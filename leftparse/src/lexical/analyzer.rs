//! Single-pass lexical analyzer
//!
//! At every offset exactly one rule applies: an atom run, a parenthesis, a
//! whitespace run, or an error. The scan never backtracks.

use crate::config::compile_time::lexical::{MAX_ATOM_LENGTH, MAX_TOKEN_COUNT};
use crate::config::runtime::LexicalPreferences;
use crate::logging::codes;
use crate::tokens::{TerminalClass, Token, TokenStream};
use crate::utils::{Position, Span};
use crate::{log_debug, log_error, log_success};

/// Lexical analysis errors
#[derive(Debug, Clone, PartialEq, Eq, thiserror::Error)]
pub enum LexerError {
    #[error(
        "Invalid character {character:?} at line {}, column {} (byte offset {})",
        .position.line,
        .position.column,
        .position.offset
    )]
    InvalidCharacter { character: char, position: Position },

    #[error("Atom too long: {length} bytes at {position} (max {max_length})")]
    AtomTooLong {
        length: usize,
        max_length: usize,
        position: Position,
    },

    #[error("Too many tokens: more than {limit}")]
    TooManyTokens { limit: usize },
}

impl LexerError {
    pub fn error_code(&self) -> crate::logging::Code {
        match self {
            LexerError::InvalidCharacter { .. } => codes::lexical::INVALID_CHARACTER,
            LexerError::AtomTooLong { .. } => codes::lexical::ATOM_TOO_LONG,
            LexerError::TooManyTokens { .. } => codes::lexical::TOO_MANY_TOKENS,
        }
    }

    /// Where the error occurred, when it is tied to one place in the input
    pub fn position(&self) -> Option<Position> {
        match self {
            LexerError::InvalidCharacter { position, .. }
            | LexerError::AtomTooLong { position, .. } => Some(*position),
            LexerError::TooManyTokens { .. } => None,
        }
    }
}

/// Bounds enforced while scanning
#[derive(Debug, Clone, Copy, PartialEq, Eq)]
pub struct LexicalLimits {
    pub max_token_count: usize,
    pub max_atom_length: usize,
}

impl Default for LexicalLimits {
    fn default() -> Self {
        Self {
            max_token_count: MAX_TOKEN_COUNT,
            max_atom_length: MAX_ATOM_LENGTH,
        }
    }
}

/// Counters collected during one `tokenize` call
#[derive(Debug, Default, Clone, PartialEq, Eq)]
pub struct LexicalMetrics {
    pub total_tokens: usize,
    pub atom_tokens: usize,
    pub paren_tokens: usize,
    pub whitespace_runs: usize,
    pub longest_atom: usize,
    pub max_paren_depth: usize,
    paren_depth: usize,
}

impl LexicalMetrics {
    fn record_token(&mut self, token: &Token, preferences: &LexicalPreferences) {
        self.total_tokens += 1;

        if !preferences.collect_detailed_metrics {
            return;
        }

        match token.class {
            TerminalClass::Atom => {
                self.atom_tokens += 1;
                self.longest_atom = self.longest_atom.max(token.lexeme.len());
            }
            TerminalClass::LeftParen => {
                self.paren_tokens += 1;
                self.paren_depth += 1;
                self.max_paren_depth = self.max_paren_depth.max(self.paren_depth);
            }
            TerminalClass::RightParen => {
                self.paren_tokens += 1;
                self.paren_depth = self.paren_depth.saturating_sub(1);
            }
        }
    }
}

fn is_atom_char(ch: char) -> bool {
    ch.is_ascii_alphanumeric() || ch == '_'
}

pub struct LexicalAnalyzer {
    metrics: LexicalMetrics,
    preferences: LexicalPreferences,
    limits: LexicalLimits,
}

impl LexicalAnalyzer {
    pub fn new() -> Self {
        Self::with_preferences(LexicalPreferences::default())
    }

    pub fn with_preferences(preferences: LexicalPreferences) -> Self {
        Self {
            metrics: LexicalMetrics::default(),
            preferences,
            limits: LexicalLimits::default(),
        }
    }

    pub fn with_limits(mut self, limits: LexicalLimits) -> Self {
        self.limits = limits;
        self
    }

    pub fn metrics(&self) -> &LexicalMetrics {
        &self.metrics
    }

    pub fn limits(&self) -> LexicalLimits {
        self.limits
    }

    /// Scan `source` into a token stream
    pub fn tokenize(&mut self, source: &str) -> Result<TokenStream, LexerError> {
        self.metrics = LexicalMetrics::default();

        log_debug!("Starting lexical analysis",
            "bytes" => source.len(),
            "max_tokens_allowed" => self.limits.max_token_count
        );

        let mut tokens = Vec::new();
        let mut chars = source.char_indices().peekable();
        let mut current_pos = Position::START;
        let mut in_whitespace = false;

        while let Some(&(byte_offset, ch)) = chars.peek() {
            let class = match ch {
                '(' => Some(TerminalClass::LeftParen),
                ')' => Some(TerminalClass::RightParen),
                c if is_atom_char(c) => Some(TerminalClass::Atom),
                c if c.is_whitespace() => None,
                other => {
                    let error = LexerError::InvalidCharacter {
                        character: other,
                        position: current_pos,
                    };
                    self.log_failure(&error, Span::of_char(current_pos, other));
                    return Err(error);
                }
            };

            let Some(class) = class else {
                chars.next();
                if !in_whitespace {
                    self.metrics.whitespace_runs += 1;
                }
                in_whitespace = true;
                current_pos = current_pos.advance(ch);
                continue;
            };
            in_whitespace = false;

            if tokens.len() >= self.limits.max_token_count {
                let error = LexerError::TooManyTokens {
                    limit: self.limits.max_token_count,
                };
                self.log_failure(&error, Span::byte(current_pos));
                return Err(error);
            }

            let end_offset = if class == TerminalClass::Atom {
                let mut end = byte_offset;
                while let Some(&(i, c)) = chars.peek() {
                    if !is_atom_char(c) {
                        break;
                    }
                    end = i + c.len_utf8();
                    chars.next();
                }
                end
            } else {
                chars.next();
                byte_offset + 1
            };

            let lexeme = &source[byte_offset..end_offset];
            if lexeme.len() > self.limits.max_atom_length {
                let error = LexerError::AtomTooLong {
                    length: lexeme.len(),
                    max_length: self.limits.max_atom_length,
                    position: current_pos,
                };
                self.log_failure(&error, Span::byte(current_pos));
                return Err(error);
            }

            // Atoms and parentheses are ASCII, so bytes and columns agree
            let end_pos = current_pos.advance_ascii(lexeme.len());
            let token = Token::new(class, lexeme, Span::new(current_pos, end_pos));
            self.metrics.record_token(&token, &self.preferences);
            tokens.push(token);
            current_pos = end_pos;
        }

        log_success!(codes::success::TOKENIZATION_COMPLETE, "Tokenization completed",
            "tokens" => self.metrics.total_tokens,
            "atoms" => self.metrics.atom_tokens,
            "parens" => self.metrics.paren_tokens,
            "max_paren_depth" => self.metrics.max_paren_depth
        );

        Ok(TokenStream::new(tokens))
    }

    fn log_failure(&self, error: &LexerError, span: Span) {
        if self.preferences.include_position_in_errors {
            log_error!(error.error_code(), &error.to_string(),
                span = span,
                "offset" => span.start.offset
            );
        } else {
            log_error!(error.error_code(), &error.to_string());
        }
    }
}

impl Default for LexicalAnalyzer {
    fn default() -> Self {
        Self::new()
    }
}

__________________________________________________

- _What you should do_: Send back every line of the listing above exactly.

- _Solved problem_:
filename leftparse/src/lexical/analyzer.rs
//! Single-pass lexical analyzer
//!
//! At every offset exactly one rule applies: an atom run, a parenthesis, a
//! whitespace run, or an error. The scan never backtracks.

use crate::config::compile_time::lexical::{MAX_ATOM_LENGTH, MAX_TOKEN_COUNT};
use crate::config::runtime::LexicalPreferences;
use crate::logging::codes;
use crate::tokens::{TerminalClass, Token, TokenStream};
use crate::utils::{Position, Span};
use crate::{log_debug, log_error, log_success};

/// Lexical analysis errors
#[derive(Debug, Clone, PartialEq, Eq, thiserror::Error)]
pub enum LexerError {
    #[error(
        "Invalid character {character:?} at line {}, column {} (byte offset {})",
        .position.line,
        .position.column,
        .position.offset
    )]
    InvalidCharacter { character: char, position: Position },

    #[error("Atom too long: {length} bytes at {position} (max {max_length})")]
    AtomTooLong {
        length: usize,
        max_length: usize,
        position: Position,
    },

    #[error("Too many tokens: more than {limit}")]
    TooManyTokens { limit: usize },
}

impl LexerError {
    pub fn error_code(&self) -> crate::logging::Code {
        match self {
            LexerError::InvalidCharacter { .. } => codes::lexical::INVALID_CHARACTER,
            LexerError::AtomTooLong { .. } => codes::lexical::ATOM_TOO_LONG,
            LexerError::TooManyTokens { .. } => codes::lexical::TOO_MANY_TOKENS,
        }
    }

    /// Where the error occurred, when it is tied to one place in the input
    pub fn position(&self) -> Option<Position> {
        match self {
            LexerError::InvalidCharacter { position, .. }
            | LexerError::AtomTooLong { position, .. } => Some(*position),
            LexerError::TooManyTokens { .. } => None,
        }
    }
}

/// Bounds enforced while scanning
#[derive(Debug, Clone, Copy, PartialEq, Eq)]
pub struct LexicalLimits {
    pub max_token_count: usize,
    pub max_atom_length: usize,
}

impl Default for LexicalLimits {
    fn default() -> Self {
        Self {
            max_token_count: MAX_TOKEN_COUNT,
            max_atom_length: MAX_ATOM_LENGTH,
        }
    }
}

/// Counters collected during one `tokenize` call
#[derive(Debug, Default, Clone, PartialEq, Eq)]
pub struct LexicalMetrics {
    pub total_tokens: usize,
    pub atom_tokens: usize,
    pub paren_tokens: usize,
    pub whitespace_runs: usize,
    pub longest_atom: usize,
    pub max_paren_depth: usize,
    paren_depth: usize,
}

impl LexicalMetrics {
    fn record_token(&mut self, token: &Token, preferences: &LexicalPreferences) {
        self.total_tokens += 1;

        if !preferences.collect_detailed_metrics {
            return;
        }

        match token.class {
            TerminalClass::Atom => {
                self.atom_tokens += 1;
                self.longest_atom = self.longest_atom.max(token.lexeme.len());
            }
            TerminalClass::LeftParen => {
                self.paren_tokens += 1;
                self.paren_depth += 1;
                self.max_paren_depth = self.max_paren_depth.max(self.paren_depth);
            }
            TerminalClass::RightParen => {
                self.paren_tokens += 1;
                self.paren_depth = self.paren_depth.saturating_sub(1);
            }
        }
    }
}

fn is_atom_char(ch: char) -> bool {
    ch.is_ascii_alphanumeric() || ch == '_'
}

pub struct LexicalAnalyzer {
    metrics: LexicalMetrics,
    preferences: LexicalPreferences,
    limits: LexicalLimits,
}

impl LexicalAnalyzer {
    pub fn new() -> Self {
        Self::with_preferences(LexicalPreferences::default())
    }

    pub fn with_preferences(preferences: LexicalPreferences) -> Self {
        Self {
            metrics: LexicalMetrics::default(),
            preferences,
            limits: LexicalLimits::default(),
        }
    }

    pub fn with_limits(mut self, limits: LexicalLimits) -> Self {
        self.limits = limits;
        self
    }

    pub fn metrics(&self) -> &LexicalMetrics {
        &self.metrics
    }

    pub fn limits(&self) -> LexicalLimits {
        self.limits
    }

    /// Scan `source` into a token stream
    pub fn tokenize(&mut self, source: &str) -> Result<TokenStream, LexerError> {
        self.metrics = LexicalMetrics::default();

        log_debug!("Starting lexical analysis",
            "bytes" => source.len(),
            "max_tokens_allowed" => self.limits.max_token_count
        );

        let mut tokens = Vec::new();
        let mut chars = source.char_indices().peekable();
        let mut current_pos = Position::START;
        let mut in_whitespace = false;

        while let Some(&(byte_offset, ch)) = chars.peek() {
            let class = match ch {
                '(' => Some(TerminalClass::LeftParen),
                ')' => Some(TerminalClass::RightParen),
                c if is_atom_char(c) => Some(TerminalClass::Atom),
                c if c.is_whitespace() => None,
                other => {
                    let error = LexerError::InvalidCharacter {
                        character: other,
                        position: current_pos,
                    };
                    self.log_failure(&error, Span::of_char(current_pos, other));
                    return Err(error);
                }
            };

            let Some(class) = class else {
                chars.next();
                if !in_whitespace {
                    self.metrics.whitespace_runs += 1;
                }
                in_whitespace = true;
                current_pos = current_pos.advance(ch);
                continue;
            };
            in_whitespace = false;

            if tokens.len() >= self.limits.max_token_count {
                let error = LexerError::TooManyTokens {
                    limit: self.limits.max_token_count,
                };
                self.log_failure(&error, Span::byte(current_pos));
                return Err(error);
            }

            let end_offset = if class == TerminalClass::Atom {
                let mut end = byte_offset;
                while let Some(&(i, c)) = chars.peek() {
                    if !is_atom_char(c) {
                        break;
                    }
                    end = i + c.len_utf8();
                    chars.next();
                }
                end
            } else {
                chars.next();
                byte_offset + 1
            };

            let lexeme = &source[byte_offset..end_offset];
            if lexeme.len() > self.limits.max_atom_length {
                let error = LexerError::AtomTooLong {
                    length: lexeme.len(),
                    max_length: self.limits.max_atom_length,
                    position: current_pos,
                };
                self.log_failure(&error, Span::byte(current_pos));
                return Err(error);
            }

            // Atoms and parentheses are ASCII, so bytes and columns agree
            let end_pos = current_pos.advance_ascii(lexeme.len());
            let token = Token::new(class, lexeme, Span::new(current_pos, end_pos));
            self.metrics.record_token(&token, &self.preferences);
            tokens.push(token);
            current_pos = end_pos;
        }

        log_success!(codes::success::TOKENIZATION_COMPLETE, "Tokenization completed",
            "tokens" => self.metrics.total_tokens,
            "atoms" => self.metrics.atom_tokens,
            "parens" => self.metrics.paren_tokens,
            "max_paren_depth" => self.metrics.max_paren_depth
        );

        Ok(TokenStream::new(tokens))
    }

    fn log_failure(&self, error: &LexerError, span: Span) {
        if self.preferences.include_position_in_errors {
            log_error!(error.error_code(), &error.to_string(),
                span = span,
                "offset" => span.start.offset
            );
        } else {
            log_error!(error.error_code(), &error.to_string());
        }
    }
}

impl Default for LexicalAnalyzer {
    fn default() -> Self {
        Self::new()
    }
}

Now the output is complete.